**Data to examine**:
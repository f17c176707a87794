//! Ports to the presentation layer that hosts a game.
//!
//! The core owns board state and move choice. Drawing pieces, naming
//! players and advancing turns on screen belong to whoever embeds it.

use crate::games::tictactoe::{Player, Position};
use derive_getters::Getters;
use serde::{Deserialize, Serialize};
use tracing::{debug, instrument};

/// Receives every real (non-trial) placement.
pub trait PlacementSink {
    /// A piece for `player` now sits at `position`.
    fn piece_placed(&mut self, position: Position, player: Player);

    /// Every piece was removed from the board.
    fn board_cleared(&mut self) {}
}

/// Owned by the host; told when a placement has completed a turn.
pub trait TurnController {
    /// `player` has finished their turn.
    fn end_turn(&mut self, player: Player);
}

/// Who sits in each seat.
pub trait PlayerRegistry {
    /// Seat for a player.
    fn seat(&self, player: Player) -> &Seat;

    /// The automated seat, if any. The first one wins if both are automated.
    fn ai_player(&self) -> Option<Player> {
        [Player::First, Player::Second]
            .into_iter()
            .find(|player| self.seat(*player).kind == PlayerKind::Ai)
    }
}

/// Who controls a seat.
#[derive(Debug, Clone, Copy, PartialEq, Eq, Serialize, Deserialize)]
#[serde(rename_all = "lowercase")]
pub enum PlayerKind {
    /// Moves come from outside (a person at the terminal).
    Human,
    /// Moves come from the search engine.
    Ai,
}

/// A named seat at the board.
#[derive(Debug, Clone, PartialEq, Eq, Getters, Serialize, Deserialize, derive_new::new)]
pub struct Seat {
    /// Display name.
    name: String,
    /// Who controls the seat.
    kind: PlayerKind,
}

/// Two-seat [`PlayerRegistry`].
#[derive(Debug, Clone, PartialEq, Eq, derive_new::new)]
pub struct Roster {
    first: Seat,
    second: Seat,
}

impl Roster {
    /// Changes who controls a seat.
    #[instrument(skip(self))]
    pub fn set_kind(&mut self, player: Player, kind: PlayerKind) {
        debug!(%player, ?kind, "Reassigning seat");
        match player {
            Player::First => self.first.kind = kind,
            Player::Second => self.second.kind = kind,
        }
    }
}

impl PlayerRegistry for Roster {
    fn seat(&self, player: Player) -> &Seat {
        match player {
            Player::First => &self.first,
            Player::Second => &self.second,
        }
    }
}

/// Host that ignores every notification.
#[derive(Debug, Clone, Copy, Default)]
pub struct NullHost;

impl PlacementSink for NullHost {
    fn piece_placed(&mut self, _position: Position, _player: Player) {}
}

impl TurnController for NullHost {
    fn end_turn(&mut self, _player: Player) {}
}
//! Tests for TOML configuration loading.

use std::io::Write;
use strictly_negamax::{Player, PlayerKind, PlayerRegistry, SolverConfig};

#[test]
fn test_defaults_seat_engine_as_second() {
    let config = SolverConfig::default();
    assert_eq!(*config.first_player(), Player::First);
    assert_eq!(config.first().name(), "Player X");
    assert_eq!(*config.second().kind(), PlayerKind::Ai);
    assert_eq!(config.log_filter(), "info");
    assert_eq!(config.roster().ai_player(), Some(Player::Second));
}

#[test]
fn test_empty_file_uses_defaults() {
    let config = SolverConfig::from_toml_str("").unwrap();
    assert_eq!(config, SolverConfig::default());
}

#[test]
fn test_load_from_file() {
    let mut file = tempfile::NamedTempFile::new().unwrap();
    writeln!(
        file,
        r#"
first_player = "second"
log_filter = "debug"

[first]
name = "Engine"
kind = "ai"
"#
    )
    .unwrap();

    let config = SolverConfig::from_file(file.path()).unwrap();
    assert_eq!(*config.first_player(), Player::Second);
    assert_eq!(config.log_filter(), "debug");
    assert_eq!(config.first().name(), "Engine");
    // Untouched seat keeps its default
    assert_eq!(config.second().name(), "Player O");
    assert_eq!(config.roster().ai_player(), Some(Player::First));
}

#[test]
fn test_missing_file_reports_location() {
    let dir = tempfile::tempdir().unwrap();
    let err = SolverConfig::from_file(dir.path().join("absent.toml")).unwrap_err();
    assert!(err.message.contains("Failed to read config file"));
    assert!(err.to_string().starts_with("Config error:"));
}

#[test]
fn test_invalid_player_rejected() {
    let err = SolverConfig::from_toml_str(r#"first_player = "third""#).unwrap_err();
    assert!(err.message.contains("Failed to parse config"));
}
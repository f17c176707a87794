//! Game rules for tic-tac-toe.
//!
//! This module contains pure functions for evaluating game state
//! according to tic-tac-toe rules. Rules are separated from board
//! storage so the search can apply them to snapshots as well.

pub mod draw;
pub mod win;

pub use draw::{is_draw, is_full};
pub use win::{LINES, LINE_INDICES, check_winner, line_winner};
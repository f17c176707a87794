//! First-class action types for tic-tac-toe.
//!
//! Moves are domain events, not side effects. They represent
//! the player's intent and can be validated independently of execution.

use super::{Player, Position};
use serde::{Deserialize, Serialize};

/// A move in tic-tac-toe: a player placing their mark at a position.
#[derive(Debug, Clone, Copy, PartialEq, Eq, Hash, Serialize, Deserialize, derive_new::new)]
pub struct Move {
    /// The player making the move.
    pub player: Player,
    /// The position where the player places their mark.
    pub position: Position,
}

impl std::fmt::Display for Move {
    fn fmt(&self, f: &mut std::fmt::Formatter<'_>) -> std::fmt::Result {
        write!(f, "{} -> {}", self.player, self.position.label())
    }
}

/// Why a placement was refused.
///
/// None of these are fatal: the board is left exactly as it was.
#[derive(Debug, Clone, PartialEq, Eq, derive_more::Display)]
pub enum MoveError {
    /// The cell at the position is already occupied.
    #[display("Square {} is already occupied", _0)]
    SquareOccupied(Position),

    /// The coordinates fall outside the 3x3 grid.
    #[display("Coordinates ({}, {}) are off the board", x, y)]
    OutOfBounds {
        /// Requested column.
        x: usize,
        /// Requested row.
        y: usize,
    },

    /// The game is already over.
    #[display("Game is already over")]
    GameOver,
}

impl std::error::Error for MoveError {}
//! Terminal host: prints placements and turn changes to stdout.

use strictly_negamax::{Board, PlacementSink, Player, Position, TurnController};
use tracing::debug;

/// Renders the game as text.
///
/// Keeps its own copy of the pieces, the way a graphical host keeps its
/// sprites, and redraws after every placement.
pub struct TerminalHost {
    names: [String; 2],
    pieces: Board,
}

impl TerminalHost {
    /// Creates a host that labels players with the given names.
    pub fn new(first: impl Into<String>, second: impl Into<String>) -> Self {
        Self {
            names: [first.into(), second.into()],
            pieces: Board::new(),
        }
    }

    /// Display name for a player.
    pub fn name(&self, player: Player) -> &str {
        &self.names[player.index()]
    }
}

impl PlacementSink for TerminalHost {
    fn piece_placed(&mut self, position: Position, player: Player) {
        if let Err(e) = self.pieces.place_at(position, player) {
            debug!(error = %e, "Display copy out of sync");
        }
        println!("{} ({}) takes {}", self.name(player), player, position);
        println!("{}\n", self.pieces.display());
    }

    fn board_cleared(&mut self) {
        self.pieces.reset();
    }
}

impl TurnController for TerminalHost {
    fn end_turn(&mut self, player: Player) {
        debug!(player = %self.name(player), "Turn complete");
    }
}

/// Parses a move typed at the prompt.
///
/// Accepts a cell index (`0`-`8`), a label (`center`) or column and row
/// separated by whitespace or a comma (`2 0`).
pub fn parse_move(input: &str) -> Option<Position> {
    let parts: Vec<&str> = input
        .split(|c: char| c.is_whitespace() || c == ',')
        .filter(|p| !p.is_empty())
        .collect();

    match parts.as_slice() {
        [x, y] => {
            let x = x.parse().ok()?;
            let y = y.parse().ok()?;
            Position::from_coords(x, y)
        }
        _ => Position::from_label_or_number(input),
    }
}

#[cfg(test)]
mod tests {
    use super::*;

    #[test]
    fn test_parse_move_forms() {
        assert_eq!(parse_move("4"), Some(Position::Center));
        assert_eq!(parse_move("2 0"), Some(Position::TopRight));
        assert_eq!(parse_move("0,2"), Some(Position::BottomLeft));
        assert_eq!(parse_move("top-left"), Some(Position::TopLeft));
        assert_eq!(parse_move("3 3"), None);
        assert_eq!(parse_move("nowhere"), None);
    }
}
//! Solver configuration loaded from TOML.
//!
//! ```toml
//! first_player = "first"
//! log_filter = "info,strictly_negamax=debug"
//!
//! [first]
//! name = "Ada"
//! kind = "human"
//!
//! [second]
//! name = "Engine"
//! kind = "ai"
//! ```

use crate::games::tictactoe::Player;
use crate::host::{PlayerKind, Roster, Seat};
use derive_getters::Getters;
use derive_more::{Display, Error};
use serde::{Deserialize, Serialize};
use std::path::Path;
use tracing::{debug, info, instrument};

/// Configuration for a game session and the binary around it.
#[derive(Debug, Clone, PartialEq, Eq, Getters, Serialize, Deserialize)]
pub struct SolverConfig {
    /// Player who opens every game.
    #[serde(default = "default_first_player")]
    first_player: Player,

    /// Seat for the first player (X).
    #[serde(default = "default_first_seat")]
    first: Seat,

    /// Seat for the second player (O).
    #[serde(default = "default_second_seat")]
    second: Seat,

    /// Default `tracing` filter when `RUST_LOG` is unset.
    #[serde(default = "default_log_filter")]
    log_filter: String,
}

#[instrument]
fn default_first_player() -> Player {
    Player::First
}

#[instrument]
fn default_first_seat() -> Seat {
    Seat::new("Player X".to_string(), PlayerKind::Human)
}

#[instrument]
fn default_second_seat() -> Seat {
    Seat::new("Player O".to_string(), PlayerKind::Ai)
}

#[instrument]
fn default_log_filter() -> String {
    "info".to_string()
}

impl Default for SolverConfig {
    fn default() -> Self {
        Self {
            first_player: default_first_player(),
            first: default_first_seat(),
            second: default_second_seat(),
            log_filter: default_log_filter(),
        }
    }
}

impl SolverConfig {
    /// Loads configuration from TOML file.
    #[instrument(skip(path), fields(path = %path.as_ref().display()))]
    pub fn from_file(path: impl AsRef<Path>) -> Result<Self, ConfigError> {
        debug!("Loading config from file");
        let content = std::fs::read_to_string(path.as_ref())
            .map_err(|e| ConfigError::new(format!("Failed to read config file: {}", e)))?;

        let config = Self::from_toml_str(&content)?;
        info!(first_player = %config.first_player, "Config loaded successfully");
        Ok(config)
    }

    /// Parses configuration from TOML text.
    #[instrument(skip(content))]
    pub fn from_toml_str(content: &str) -> Result<Self, ConfigError> {
        toml::from_str(content).map_err(|e| ConfigError::new(format!("Failed to parse config: {}", e)))
    }

    /// Player registry built from the two seats.
    pub fn roster(&self) -> Roster {
        Roster::new(self.first.clone(), self.second.clone())
    }
}

/// Configuration error.
#[derive(Debug, Clone, Display, Error)]
#[display("Config error: {} at {}:{}", message, file, line)]
pub struct ConfigError {
    /// Error message.
    pub message: String,
    /// Line number where error occurred.
    pub line: u32,
    /// Source file where error occurred.
    pub file: &'static str,
}

impl ConfigError {
    /// Creates a new configuration error.
    #[track_caller]
    #[instrument(skip(message))]
    pub fn new(message: String) -> Self {
        let loc = std::panic::Location::caller();
        Self {
            message,
            line: loc.line(),
            file: loc.file(),
        }
    }
}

**Exercise requirements**:
Output the material above exactly, but only from the line that carries "independently of execution." through the line that carries "is already occupied.".

**Answer to this exercise**:
//! the player's intent and can be validated independently of execution.

use super::{Player, Position};
use serde::{Deserialize, Serialize};

/// A move in tic-tac-toe: a player placing their mark at a position.
#[derive(Debug, Clone, Copy, PartialEq, Eq, Hash, Serialize, Deserialize, derive_new::new)]
pub struct Move {
    /// The player making the move.
    pub player: Player,
    /// The position where the player places their mark.
    pub position: Position,
}

impl std::fmt::Display for Move {
    fn fmt(&self, f: &mut std::fmt::Formatter<'_>) -> std::fmt::Result {
        write!(f, "{} -> {}", self.player, self.position.label())
    }
}

/// Why a placement was refused.
///
/// None of these are fatal: the board is left exactly as it was.
#[derive(Debug, Clone, PartialEq, Eq, derive_more::Display)]
pub enum MoveError {
    /// The cell at the position is already occupied.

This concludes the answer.